━━━━━ DATA SHOWN ━━━━━

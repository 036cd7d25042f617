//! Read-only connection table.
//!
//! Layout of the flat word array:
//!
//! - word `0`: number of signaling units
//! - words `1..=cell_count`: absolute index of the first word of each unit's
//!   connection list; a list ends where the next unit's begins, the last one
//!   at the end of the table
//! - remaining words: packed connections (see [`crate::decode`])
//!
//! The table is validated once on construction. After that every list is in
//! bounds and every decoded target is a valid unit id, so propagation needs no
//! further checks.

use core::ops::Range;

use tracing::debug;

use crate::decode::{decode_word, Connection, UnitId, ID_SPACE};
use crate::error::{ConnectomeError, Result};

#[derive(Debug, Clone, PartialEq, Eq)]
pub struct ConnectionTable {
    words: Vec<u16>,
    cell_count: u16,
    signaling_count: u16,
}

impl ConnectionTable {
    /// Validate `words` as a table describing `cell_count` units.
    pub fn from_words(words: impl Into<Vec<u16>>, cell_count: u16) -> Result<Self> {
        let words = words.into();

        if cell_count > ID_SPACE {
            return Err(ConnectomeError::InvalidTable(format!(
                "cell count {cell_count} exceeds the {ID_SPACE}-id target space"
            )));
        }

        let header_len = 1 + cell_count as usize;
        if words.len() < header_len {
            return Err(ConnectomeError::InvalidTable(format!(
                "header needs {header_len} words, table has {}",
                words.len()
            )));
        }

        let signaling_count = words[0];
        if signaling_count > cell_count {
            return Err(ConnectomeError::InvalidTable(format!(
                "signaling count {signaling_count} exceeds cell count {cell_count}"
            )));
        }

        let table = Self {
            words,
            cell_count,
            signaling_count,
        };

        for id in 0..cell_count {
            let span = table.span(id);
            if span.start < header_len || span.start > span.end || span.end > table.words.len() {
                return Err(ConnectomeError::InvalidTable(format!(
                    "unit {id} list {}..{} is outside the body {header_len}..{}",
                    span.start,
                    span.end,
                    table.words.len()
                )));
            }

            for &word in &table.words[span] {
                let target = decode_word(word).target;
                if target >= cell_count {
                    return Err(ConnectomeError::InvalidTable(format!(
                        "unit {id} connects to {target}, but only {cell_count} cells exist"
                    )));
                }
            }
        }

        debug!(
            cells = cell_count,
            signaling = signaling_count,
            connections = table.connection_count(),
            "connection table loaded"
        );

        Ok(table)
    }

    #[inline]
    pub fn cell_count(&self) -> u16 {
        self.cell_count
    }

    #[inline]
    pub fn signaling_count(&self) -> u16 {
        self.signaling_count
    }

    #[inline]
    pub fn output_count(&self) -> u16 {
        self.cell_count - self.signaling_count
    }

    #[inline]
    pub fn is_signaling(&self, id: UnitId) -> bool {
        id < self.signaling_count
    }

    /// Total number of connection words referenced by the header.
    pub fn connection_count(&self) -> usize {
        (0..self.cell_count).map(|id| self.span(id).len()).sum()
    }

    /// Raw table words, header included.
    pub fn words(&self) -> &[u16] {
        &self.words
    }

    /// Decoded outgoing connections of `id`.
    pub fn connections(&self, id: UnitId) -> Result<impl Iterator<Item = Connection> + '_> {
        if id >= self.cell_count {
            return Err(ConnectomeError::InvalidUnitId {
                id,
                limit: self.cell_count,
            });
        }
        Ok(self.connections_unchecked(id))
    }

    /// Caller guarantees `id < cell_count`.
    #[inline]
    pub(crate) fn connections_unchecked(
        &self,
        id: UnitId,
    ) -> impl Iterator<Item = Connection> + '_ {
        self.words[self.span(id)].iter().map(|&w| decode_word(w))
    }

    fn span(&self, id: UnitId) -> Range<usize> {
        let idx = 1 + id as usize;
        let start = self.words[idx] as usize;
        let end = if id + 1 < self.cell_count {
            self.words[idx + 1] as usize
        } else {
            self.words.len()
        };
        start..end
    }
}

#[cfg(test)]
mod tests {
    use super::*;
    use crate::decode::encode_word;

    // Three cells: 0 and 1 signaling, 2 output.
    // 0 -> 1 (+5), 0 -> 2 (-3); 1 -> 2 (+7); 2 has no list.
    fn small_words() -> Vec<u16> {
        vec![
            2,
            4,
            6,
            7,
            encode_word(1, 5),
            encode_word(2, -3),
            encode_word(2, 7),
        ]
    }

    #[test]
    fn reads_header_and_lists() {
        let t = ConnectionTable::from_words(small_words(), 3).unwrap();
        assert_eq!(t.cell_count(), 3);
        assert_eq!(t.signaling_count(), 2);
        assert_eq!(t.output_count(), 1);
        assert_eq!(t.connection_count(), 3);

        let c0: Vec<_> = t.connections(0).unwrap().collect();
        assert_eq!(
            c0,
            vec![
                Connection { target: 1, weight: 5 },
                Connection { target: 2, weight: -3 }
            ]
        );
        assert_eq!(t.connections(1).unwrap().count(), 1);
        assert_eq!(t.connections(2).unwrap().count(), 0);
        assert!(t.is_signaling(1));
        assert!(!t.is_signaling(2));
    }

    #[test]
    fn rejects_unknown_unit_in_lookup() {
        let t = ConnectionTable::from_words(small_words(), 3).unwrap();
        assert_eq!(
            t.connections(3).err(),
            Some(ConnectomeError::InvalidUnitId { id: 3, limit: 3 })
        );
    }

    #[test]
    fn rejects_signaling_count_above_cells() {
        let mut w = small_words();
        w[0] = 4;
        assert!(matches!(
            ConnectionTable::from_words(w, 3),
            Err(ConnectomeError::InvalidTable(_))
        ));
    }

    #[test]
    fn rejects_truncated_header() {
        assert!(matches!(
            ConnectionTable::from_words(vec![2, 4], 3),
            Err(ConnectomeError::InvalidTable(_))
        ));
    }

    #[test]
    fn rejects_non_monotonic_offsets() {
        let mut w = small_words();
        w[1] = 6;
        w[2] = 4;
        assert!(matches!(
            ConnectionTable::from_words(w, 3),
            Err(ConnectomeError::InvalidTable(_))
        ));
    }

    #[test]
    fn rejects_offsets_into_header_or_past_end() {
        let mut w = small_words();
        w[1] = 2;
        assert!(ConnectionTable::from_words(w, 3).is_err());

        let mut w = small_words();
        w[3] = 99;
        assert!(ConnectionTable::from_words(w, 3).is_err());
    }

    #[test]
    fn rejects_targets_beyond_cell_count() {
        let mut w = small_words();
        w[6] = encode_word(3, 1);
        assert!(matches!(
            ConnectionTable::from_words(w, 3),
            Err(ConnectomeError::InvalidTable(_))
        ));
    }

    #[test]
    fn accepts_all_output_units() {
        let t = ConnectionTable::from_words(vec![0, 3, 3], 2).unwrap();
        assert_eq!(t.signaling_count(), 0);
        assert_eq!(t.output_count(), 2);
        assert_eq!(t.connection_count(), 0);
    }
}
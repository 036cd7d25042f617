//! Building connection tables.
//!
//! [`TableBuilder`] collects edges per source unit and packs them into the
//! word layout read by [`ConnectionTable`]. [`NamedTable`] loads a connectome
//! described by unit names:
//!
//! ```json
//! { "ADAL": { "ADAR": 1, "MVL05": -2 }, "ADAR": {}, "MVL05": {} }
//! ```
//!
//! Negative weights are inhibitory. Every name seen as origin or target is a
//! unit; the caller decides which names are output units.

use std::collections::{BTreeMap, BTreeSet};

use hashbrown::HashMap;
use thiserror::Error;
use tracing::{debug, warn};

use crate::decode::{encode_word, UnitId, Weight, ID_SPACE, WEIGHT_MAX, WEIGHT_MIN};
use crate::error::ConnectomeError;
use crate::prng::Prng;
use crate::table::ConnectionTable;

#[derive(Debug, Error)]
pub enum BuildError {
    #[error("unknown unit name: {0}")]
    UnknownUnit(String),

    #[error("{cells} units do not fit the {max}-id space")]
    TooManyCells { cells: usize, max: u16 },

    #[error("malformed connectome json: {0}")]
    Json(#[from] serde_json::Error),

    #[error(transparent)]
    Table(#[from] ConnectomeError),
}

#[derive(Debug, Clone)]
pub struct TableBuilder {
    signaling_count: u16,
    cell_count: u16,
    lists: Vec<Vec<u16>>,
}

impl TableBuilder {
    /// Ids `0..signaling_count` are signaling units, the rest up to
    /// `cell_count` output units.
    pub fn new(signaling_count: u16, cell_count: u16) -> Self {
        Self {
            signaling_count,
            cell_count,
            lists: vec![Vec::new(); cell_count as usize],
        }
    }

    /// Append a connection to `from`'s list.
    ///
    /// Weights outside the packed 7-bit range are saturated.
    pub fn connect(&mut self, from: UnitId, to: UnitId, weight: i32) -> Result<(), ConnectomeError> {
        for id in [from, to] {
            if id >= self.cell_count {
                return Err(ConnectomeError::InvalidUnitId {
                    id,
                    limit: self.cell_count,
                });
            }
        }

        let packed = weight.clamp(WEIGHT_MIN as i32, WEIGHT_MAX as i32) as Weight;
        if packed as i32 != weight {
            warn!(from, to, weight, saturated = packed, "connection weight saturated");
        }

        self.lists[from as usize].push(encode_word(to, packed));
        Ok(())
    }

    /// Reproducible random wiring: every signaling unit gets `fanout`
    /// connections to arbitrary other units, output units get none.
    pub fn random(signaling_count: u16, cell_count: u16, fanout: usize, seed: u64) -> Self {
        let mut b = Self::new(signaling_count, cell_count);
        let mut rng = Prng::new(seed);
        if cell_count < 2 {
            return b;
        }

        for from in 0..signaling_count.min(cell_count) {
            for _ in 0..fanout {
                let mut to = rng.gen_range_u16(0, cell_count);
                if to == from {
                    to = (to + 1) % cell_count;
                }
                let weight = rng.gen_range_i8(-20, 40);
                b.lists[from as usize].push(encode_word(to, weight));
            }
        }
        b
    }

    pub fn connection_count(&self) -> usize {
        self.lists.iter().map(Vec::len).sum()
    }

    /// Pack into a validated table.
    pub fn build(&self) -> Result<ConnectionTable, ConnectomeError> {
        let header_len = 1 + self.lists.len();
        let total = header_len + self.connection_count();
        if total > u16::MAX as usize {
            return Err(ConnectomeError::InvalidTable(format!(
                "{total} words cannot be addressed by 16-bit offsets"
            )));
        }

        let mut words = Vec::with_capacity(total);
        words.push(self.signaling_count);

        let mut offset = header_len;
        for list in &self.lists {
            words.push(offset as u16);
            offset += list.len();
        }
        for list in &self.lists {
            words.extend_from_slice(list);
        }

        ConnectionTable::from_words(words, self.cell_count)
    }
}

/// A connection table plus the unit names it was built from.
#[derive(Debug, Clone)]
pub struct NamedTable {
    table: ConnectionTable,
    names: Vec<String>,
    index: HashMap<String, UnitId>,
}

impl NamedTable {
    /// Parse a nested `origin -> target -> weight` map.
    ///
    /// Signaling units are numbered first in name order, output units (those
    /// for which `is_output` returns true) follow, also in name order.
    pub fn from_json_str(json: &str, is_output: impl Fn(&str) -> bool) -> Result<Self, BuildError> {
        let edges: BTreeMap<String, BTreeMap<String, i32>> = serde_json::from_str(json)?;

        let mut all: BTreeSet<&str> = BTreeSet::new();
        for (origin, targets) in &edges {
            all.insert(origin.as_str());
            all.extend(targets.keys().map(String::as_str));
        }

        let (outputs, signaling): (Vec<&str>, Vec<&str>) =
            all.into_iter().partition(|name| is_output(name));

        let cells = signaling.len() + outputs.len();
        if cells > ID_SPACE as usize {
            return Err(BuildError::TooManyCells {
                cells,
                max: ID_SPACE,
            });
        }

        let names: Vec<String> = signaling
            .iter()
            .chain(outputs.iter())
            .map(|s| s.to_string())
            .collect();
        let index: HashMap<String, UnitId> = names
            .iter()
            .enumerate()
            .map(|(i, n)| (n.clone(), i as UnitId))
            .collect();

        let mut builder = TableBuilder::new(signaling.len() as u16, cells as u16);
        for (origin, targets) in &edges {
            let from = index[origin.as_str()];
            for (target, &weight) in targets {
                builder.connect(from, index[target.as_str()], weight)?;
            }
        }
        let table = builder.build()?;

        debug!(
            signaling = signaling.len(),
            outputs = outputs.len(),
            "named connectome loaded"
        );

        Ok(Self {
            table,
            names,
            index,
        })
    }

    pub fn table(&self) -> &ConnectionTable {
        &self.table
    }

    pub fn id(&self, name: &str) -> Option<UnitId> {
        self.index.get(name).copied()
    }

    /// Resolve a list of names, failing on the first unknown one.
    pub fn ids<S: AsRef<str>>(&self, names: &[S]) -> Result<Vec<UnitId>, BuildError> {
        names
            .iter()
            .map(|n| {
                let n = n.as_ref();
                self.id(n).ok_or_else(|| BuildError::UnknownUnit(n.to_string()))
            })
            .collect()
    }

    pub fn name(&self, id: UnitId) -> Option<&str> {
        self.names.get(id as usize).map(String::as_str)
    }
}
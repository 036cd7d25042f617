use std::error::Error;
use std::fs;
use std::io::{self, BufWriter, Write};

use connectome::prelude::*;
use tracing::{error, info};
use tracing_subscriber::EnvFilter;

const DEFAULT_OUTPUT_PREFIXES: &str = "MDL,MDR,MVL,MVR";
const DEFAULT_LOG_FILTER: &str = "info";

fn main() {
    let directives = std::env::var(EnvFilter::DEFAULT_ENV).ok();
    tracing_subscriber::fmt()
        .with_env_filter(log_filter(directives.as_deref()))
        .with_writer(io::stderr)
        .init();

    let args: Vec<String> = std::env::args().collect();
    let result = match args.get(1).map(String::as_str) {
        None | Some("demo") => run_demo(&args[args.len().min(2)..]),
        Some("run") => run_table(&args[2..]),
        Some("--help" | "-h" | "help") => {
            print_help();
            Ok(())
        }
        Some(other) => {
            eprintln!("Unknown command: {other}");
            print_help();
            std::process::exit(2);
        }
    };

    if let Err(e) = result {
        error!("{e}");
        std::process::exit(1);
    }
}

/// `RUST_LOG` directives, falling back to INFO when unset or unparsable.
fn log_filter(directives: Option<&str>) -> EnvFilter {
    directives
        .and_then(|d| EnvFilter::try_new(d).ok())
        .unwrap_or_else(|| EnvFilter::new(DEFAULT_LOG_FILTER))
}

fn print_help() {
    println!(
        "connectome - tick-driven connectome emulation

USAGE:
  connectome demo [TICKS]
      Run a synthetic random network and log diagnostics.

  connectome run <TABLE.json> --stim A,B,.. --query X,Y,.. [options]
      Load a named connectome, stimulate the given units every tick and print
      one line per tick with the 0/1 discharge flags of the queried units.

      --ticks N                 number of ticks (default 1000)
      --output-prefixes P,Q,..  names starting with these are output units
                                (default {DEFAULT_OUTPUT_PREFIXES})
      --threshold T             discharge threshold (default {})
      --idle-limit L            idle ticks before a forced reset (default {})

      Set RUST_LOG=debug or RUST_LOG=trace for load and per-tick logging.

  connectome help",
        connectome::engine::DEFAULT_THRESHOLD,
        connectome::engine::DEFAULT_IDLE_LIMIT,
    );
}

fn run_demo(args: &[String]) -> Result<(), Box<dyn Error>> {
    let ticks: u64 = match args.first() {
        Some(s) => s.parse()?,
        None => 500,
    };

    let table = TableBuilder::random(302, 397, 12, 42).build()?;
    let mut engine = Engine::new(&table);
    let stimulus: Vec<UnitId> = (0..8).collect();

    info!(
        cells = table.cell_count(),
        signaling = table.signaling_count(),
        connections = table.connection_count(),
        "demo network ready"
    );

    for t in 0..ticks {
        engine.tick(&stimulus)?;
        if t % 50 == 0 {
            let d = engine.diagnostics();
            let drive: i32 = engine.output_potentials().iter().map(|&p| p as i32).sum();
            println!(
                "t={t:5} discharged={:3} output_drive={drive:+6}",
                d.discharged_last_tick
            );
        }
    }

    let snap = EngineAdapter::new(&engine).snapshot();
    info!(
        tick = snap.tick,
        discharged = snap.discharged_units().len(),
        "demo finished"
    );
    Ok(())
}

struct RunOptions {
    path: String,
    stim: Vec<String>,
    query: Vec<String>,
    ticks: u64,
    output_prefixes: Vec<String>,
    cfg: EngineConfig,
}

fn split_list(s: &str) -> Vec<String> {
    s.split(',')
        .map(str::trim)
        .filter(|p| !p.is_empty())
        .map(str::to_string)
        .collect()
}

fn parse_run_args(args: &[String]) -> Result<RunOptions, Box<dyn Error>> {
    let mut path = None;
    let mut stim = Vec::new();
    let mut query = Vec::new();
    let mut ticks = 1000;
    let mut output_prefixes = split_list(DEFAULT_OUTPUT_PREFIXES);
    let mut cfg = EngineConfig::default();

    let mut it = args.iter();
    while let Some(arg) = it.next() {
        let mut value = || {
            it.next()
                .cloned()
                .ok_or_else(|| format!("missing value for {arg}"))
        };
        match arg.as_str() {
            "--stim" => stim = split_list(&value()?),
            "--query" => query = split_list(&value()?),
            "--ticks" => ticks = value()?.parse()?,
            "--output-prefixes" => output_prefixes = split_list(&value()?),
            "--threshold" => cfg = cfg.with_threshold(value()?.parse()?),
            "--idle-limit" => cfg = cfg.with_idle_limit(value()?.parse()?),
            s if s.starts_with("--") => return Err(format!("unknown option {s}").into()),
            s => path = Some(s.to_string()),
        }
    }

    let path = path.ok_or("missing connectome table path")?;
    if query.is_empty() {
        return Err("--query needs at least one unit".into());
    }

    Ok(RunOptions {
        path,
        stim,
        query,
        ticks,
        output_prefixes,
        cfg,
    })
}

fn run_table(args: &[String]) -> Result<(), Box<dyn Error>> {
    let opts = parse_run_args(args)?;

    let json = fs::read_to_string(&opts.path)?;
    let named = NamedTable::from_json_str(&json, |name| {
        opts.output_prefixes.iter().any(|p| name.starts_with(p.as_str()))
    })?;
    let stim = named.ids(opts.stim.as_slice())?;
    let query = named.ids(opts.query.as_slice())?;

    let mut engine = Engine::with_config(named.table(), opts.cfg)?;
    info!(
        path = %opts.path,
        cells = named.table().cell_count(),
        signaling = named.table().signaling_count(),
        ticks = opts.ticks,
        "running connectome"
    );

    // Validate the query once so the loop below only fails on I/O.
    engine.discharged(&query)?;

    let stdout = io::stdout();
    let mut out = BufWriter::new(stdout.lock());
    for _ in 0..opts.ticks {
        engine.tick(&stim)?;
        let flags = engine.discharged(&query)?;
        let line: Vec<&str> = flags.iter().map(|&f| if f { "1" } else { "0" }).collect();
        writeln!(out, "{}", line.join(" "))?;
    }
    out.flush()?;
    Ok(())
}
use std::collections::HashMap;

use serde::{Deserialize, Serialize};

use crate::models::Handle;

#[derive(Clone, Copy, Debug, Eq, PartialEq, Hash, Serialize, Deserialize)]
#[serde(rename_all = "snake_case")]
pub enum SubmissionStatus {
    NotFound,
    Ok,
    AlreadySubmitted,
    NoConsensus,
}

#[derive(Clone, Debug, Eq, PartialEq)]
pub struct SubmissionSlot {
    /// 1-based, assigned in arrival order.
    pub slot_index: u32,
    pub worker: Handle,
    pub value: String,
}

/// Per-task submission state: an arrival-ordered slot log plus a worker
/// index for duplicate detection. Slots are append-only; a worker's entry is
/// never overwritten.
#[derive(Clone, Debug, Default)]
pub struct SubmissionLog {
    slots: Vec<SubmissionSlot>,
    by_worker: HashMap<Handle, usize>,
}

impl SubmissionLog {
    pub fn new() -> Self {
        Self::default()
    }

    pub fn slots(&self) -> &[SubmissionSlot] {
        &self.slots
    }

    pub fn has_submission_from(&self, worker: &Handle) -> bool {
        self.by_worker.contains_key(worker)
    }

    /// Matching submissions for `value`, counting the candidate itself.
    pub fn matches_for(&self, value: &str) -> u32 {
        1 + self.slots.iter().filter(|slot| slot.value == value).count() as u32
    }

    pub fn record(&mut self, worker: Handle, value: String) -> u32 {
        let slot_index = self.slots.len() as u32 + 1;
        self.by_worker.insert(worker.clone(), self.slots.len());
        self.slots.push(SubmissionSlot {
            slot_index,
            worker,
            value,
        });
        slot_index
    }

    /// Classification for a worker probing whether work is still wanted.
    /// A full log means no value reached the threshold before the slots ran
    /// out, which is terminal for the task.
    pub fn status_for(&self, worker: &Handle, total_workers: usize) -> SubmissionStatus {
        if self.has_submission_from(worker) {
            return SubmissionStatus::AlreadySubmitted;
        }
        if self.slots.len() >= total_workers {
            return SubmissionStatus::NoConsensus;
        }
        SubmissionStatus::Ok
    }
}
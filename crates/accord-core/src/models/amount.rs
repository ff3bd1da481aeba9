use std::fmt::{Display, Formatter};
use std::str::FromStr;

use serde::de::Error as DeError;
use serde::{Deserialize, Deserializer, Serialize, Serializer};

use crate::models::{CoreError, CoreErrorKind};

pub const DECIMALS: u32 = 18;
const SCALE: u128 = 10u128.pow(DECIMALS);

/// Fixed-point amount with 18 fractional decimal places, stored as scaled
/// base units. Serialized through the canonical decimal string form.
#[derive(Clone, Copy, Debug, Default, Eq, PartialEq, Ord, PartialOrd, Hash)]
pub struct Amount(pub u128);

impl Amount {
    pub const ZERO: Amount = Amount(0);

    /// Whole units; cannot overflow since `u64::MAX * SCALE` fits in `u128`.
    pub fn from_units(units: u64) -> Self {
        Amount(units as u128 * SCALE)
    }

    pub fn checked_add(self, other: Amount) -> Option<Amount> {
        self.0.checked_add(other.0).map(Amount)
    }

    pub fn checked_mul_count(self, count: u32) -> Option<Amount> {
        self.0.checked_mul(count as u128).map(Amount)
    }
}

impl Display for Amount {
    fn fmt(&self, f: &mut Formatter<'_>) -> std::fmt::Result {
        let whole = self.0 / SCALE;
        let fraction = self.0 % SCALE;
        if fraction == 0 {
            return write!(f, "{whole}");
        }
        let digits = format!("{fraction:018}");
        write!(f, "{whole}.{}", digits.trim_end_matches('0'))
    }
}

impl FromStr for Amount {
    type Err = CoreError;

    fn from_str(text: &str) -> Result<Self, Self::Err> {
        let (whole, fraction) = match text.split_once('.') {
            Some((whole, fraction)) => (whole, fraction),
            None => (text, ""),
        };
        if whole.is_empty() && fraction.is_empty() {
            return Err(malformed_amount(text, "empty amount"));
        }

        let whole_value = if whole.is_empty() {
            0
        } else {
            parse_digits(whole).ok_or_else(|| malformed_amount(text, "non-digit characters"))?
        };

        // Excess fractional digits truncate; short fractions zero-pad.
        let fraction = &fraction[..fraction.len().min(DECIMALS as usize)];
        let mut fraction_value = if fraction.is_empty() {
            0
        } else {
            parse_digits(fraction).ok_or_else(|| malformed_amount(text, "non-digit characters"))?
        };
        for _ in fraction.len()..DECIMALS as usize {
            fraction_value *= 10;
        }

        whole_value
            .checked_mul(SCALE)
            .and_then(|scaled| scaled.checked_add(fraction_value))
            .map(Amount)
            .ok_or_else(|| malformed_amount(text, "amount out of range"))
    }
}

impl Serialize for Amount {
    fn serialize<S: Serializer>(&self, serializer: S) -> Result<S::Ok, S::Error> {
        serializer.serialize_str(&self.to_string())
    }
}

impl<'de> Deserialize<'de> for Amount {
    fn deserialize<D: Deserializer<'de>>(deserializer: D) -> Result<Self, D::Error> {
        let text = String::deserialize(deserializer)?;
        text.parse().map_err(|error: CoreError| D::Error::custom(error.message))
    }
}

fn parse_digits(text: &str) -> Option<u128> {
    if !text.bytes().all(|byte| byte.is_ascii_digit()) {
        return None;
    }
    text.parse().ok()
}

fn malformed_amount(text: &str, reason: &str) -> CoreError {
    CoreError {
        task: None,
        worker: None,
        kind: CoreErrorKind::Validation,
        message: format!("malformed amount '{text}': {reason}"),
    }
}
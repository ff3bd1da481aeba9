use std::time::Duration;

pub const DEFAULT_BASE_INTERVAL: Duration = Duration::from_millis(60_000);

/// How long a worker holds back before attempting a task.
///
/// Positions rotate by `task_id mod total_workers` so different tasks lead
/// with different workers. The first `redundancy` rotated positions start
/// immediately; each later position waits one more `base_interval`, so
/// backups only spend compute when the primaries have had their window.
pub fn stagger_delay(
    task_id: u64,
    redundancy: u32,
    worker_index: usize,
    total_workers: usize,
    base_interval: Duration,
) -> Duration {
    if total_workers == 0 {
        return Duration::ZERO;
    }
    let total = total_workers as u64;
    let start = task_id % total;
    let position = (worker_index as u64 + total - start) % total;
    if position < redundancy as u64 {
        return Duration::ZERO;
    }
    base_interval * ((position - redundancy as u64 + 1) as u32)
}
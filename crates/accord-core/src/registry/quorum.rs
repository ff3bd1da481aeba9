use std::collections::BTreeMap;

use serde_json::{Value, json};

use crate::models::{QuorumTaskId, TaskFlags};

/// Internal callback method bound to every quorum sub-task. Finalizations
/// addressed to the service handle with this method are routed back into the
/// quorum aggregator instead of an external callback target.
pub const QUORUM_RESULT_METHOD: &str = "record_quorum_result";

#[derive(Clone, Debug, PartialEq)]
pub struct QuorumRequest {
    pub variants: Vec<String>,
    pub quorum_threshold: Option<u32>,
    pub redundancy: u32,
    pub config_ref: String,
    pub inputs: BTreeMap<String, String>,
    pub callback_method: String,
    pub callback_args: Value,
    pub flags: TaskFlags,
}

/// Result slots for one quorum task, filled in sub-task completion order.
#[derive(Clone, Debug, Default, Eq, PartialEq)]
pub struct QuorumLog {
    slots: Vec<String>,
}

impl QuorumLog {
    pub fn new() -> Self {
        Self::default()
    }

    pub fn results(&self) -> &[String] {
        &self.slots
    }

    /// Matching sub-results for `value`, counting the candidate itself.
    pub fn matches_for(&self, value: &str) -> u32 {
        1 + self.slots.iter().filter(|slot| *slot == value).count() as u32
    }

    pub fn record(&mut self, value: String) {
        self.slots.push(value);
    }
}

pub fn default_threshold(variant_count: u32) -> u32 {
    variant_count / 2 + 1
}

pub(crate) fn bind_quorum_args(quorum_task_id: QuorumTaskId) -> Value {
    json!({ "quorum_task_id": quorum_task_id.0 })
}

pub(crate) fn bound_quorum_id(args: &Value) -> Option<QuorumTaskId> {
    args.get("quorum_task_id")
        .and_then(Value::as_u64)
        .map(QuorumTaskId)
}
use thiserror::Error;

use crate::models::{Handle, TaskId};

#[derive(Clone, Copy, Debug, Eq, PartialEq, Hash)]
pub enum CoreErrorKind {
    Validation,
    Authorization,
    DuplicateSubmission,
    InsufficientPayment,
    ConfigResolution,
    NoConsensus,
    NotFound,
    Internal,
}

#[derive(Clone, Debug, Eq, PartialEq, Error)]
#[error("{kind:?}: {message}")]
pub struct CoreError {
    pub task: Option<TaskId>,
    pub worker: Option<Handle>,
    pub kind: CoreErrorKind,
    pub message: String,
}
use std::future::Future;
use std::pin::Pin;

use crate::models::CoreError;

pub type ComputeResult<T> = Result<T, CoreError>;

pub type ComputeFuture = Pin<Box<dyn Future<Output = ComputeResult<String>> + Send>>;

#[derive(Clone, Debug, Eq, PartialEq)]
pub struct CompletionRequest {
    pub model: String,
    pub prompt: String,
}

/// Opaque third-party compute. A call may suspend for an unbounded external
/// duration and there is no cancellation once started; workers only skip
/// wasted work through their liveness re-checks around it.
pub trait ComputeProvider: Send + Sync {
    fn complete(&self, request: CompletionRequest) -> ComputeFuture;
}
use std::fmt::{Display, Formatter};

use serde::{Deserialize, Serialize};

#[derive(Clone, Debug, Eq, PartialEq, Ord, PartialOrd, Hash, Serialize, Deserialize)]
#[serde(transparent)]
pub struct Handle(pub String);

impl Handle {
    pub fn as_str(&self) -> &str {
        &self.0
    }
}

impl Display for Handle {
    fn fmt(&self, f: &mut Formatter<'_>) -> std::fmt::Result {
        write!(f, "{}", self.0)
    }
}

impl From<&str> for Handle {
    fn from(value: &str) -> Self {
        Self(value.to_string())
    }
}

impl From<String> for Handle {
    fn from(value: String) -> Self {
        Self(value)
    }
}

━━━━━

> TASK DETAILS
Beginning at the opening line of the data, transcribe each line exactly until you reach the line with "every list is in", which you also include, and go no further.

> OUTPUT OF THE TASK
repository 036cd7d25042f617
//! Read-only connection table.
//!
//! Layout of the flat word array:
//!
//! - word `0`: number of signaling units
//! - words `1..=cell_count`: absolute index of the first word of each unit's
//!   connection list; a list ends where the next unit's begins, the last one
//!   at the end of the table
//! - remaining words: packed connections (see [`crate::decode`])
//!
//! The table is validated once on construction. After that every list is in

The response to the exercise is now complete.